━━ Given data ━━

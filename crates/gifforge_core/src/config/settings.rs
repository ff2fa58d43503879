//! Settings struct with TOML-based sections.
//!
//! Settings are organized into logical sections that map to TOML
//! tables, each with serde defaults so a partial file loads cleanly.

use serde::{Deserialize, Serialize};

use crate::models::{DitherMode, GifExportProfile, ScaleAlgorithm};

/// Root settings structure containing all configuration sections.
#[derive(Debug, Clone, Default, Serialize, Deserialize)]
pub struct Settings {
    /// Path-related settings.
    #[serde(default)]
    pub paths: PathSettings,

    /// External tool locations.
    #[serde(default)]
    pub tools: ToolSettings,

    /// Defaults applied to new export profiles.
    #[serde(default)]
    pub export: ExportSettings,

    /// Logging configuration.
    #[serde(default)]
    pub logging: LoggingSettings,
}

impl Settings {
    /// Build an export profile from the configured defaults.
    pub fn default_profile(&self) -> GifExportProfile {
        let mut profile = GifExportProfile::preset(&self.export.preset);
        profile.fps = self.export.fps;
        profile.colors = self.export.colors;
        profile.dither = self.export.dither;
        profile.scale_filter = self.export.scale_filter;
        profile.loop_count = self.export.loop_count;
        profile
    }
}

/// Output, temp, and log folder configuration.
#[derive(Debug, Clone, Serialize, Deserialize)]
pub struct PathSettings {
    /// Folder for finished GIFs.
    #[serde(default = "default_output_folder")]
    pub output_folder: String,

    /// Root folder for per-task working directories.
    #[serde(default = "default_temp_root")]
    pub temp_root: String,

    /// Folder for per-export log files.
    #[serde(default = "default_logs_folder")]
    pub logs_folder: String,

    /// Last folder a source file was loaded from.
    #[serde(default)]
    pub last_media_path: String,
}

fn default_output_folder() -> String {
    "gif_output".to_string()
}

fn default_temp_root() -> String {
    ".temp".to_string()
}

fn default_logs_folder() -> String {
    ".logs".to_string()
}

impl Default for PathSettings {
    fn default() -> Self {
        Self {
            output_folder: default_output_folder(),
            temp_root: default_temp_root(),
            logs_folder: default_logs_folder(),
            last_media_path: String::new(),
        }
    }
}

/// Paths of the external executables.
#[derive(Debug, Clone, Serialize, Deserialize)]
pub struct ToolSettings {
    #[serde(default = "default_ffmpeg")]
    pub ffmpeg: String,

    #[serde(default = "default_ffprobe")]
    pub ffprobe: String,
}

fn default_ffmpeg() -> String {
    "ffmpeg".to_string()
}

fn default_ffprobe() -> String {
    "ffprobe".to_string()
}

impl Default for ToolSettings {
    fn default() -> Self {
        Self {
            ffmpeg: default_ffmpeg(),
            ffprobe: default_ffprobe(),
        }
    }
}

/// Defaults for new export profiles.
#[derive(Debug, Clone, Serialize, Deserialize)]
pub struct ExportSettings {
    /// Name of the preset new profiles start from.
    #[serde(default = "default_preset")]
    pub preset: String,

    #[serde(default = "default_fps")]
    pub fps: u32,

    #[serde(default = "default_colors")]
    pub colors: u16,

    #[serde(default)]
    pub dither: DitherMode,

    #[serde(default)]
    pub scale_filter: ScaleAlgorithm,

    /// 0 = loop forever.
    #[serde(default)]
    pub loop_count: i32,
}

fn default_preset() -> String {
    "Medium (<5MB)".to_string()
}

fn default_fps() -> u32 {
    15
}

fn default_colors() -> u16 {
    256
}

impl Default for ExportSettings {
    fn default() -> Self {
        Self {
            preset: default_preset(),
            fps: default_fps(),
            colors: default_colors(),
            dither: DitherMode::default(),
            scale_filter: ScaleAlgorithm::default(),
            loop_count: 0,
        }
    }
}

/// Logging configuration.
#[derive(Debug, Clone, Serialize, Deserialize)]
pub struct LoggingSettings {
    /// Use the compact log format.
    #[serde(default = "default_true")]
    pub compact: bool,

    /// Number of raw output lines kept for the error tail.
    #[serde(default = "default_error_tail")]
    pub error_tail: u32,

    /// Progress update step percentage.
    #[serde(default = "default_progress_step")]
    pub progress_step: u32,
}

fn default_true() -> bool {
    true
}

fn default_error_tail() -> u32 {
    20
}

fn default_progress_step() -> u32 {
    20
}

impl Default for LoggingSettings {
    fn default() -> Self {
        Self {
            compact: true,
            error_tail: default_error_tail(),
            progress_step: default_progress_step(),
        }
    }
}

impl LoggingSettings {
    /// Convert to a per-export logger configuration.
    pub fn to_log_config(&self) -> crate::logging::LogConfig {
        crate::logging::LogConfig {
            compact: self.compact,
            error_tail: self.error_tail as usize,
            progress_step: self.progress_step,
            ..crate::logging::LogConfig::default()
        }
    }
}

━━━

Required action:
Pull every line containing "sections" out of the data above.

Exercise solution:
//! Settings struct with TOML-based sections.
//! Settings are organized into logical sections that map to TOML
/// Root settings structure containing all configuration sections.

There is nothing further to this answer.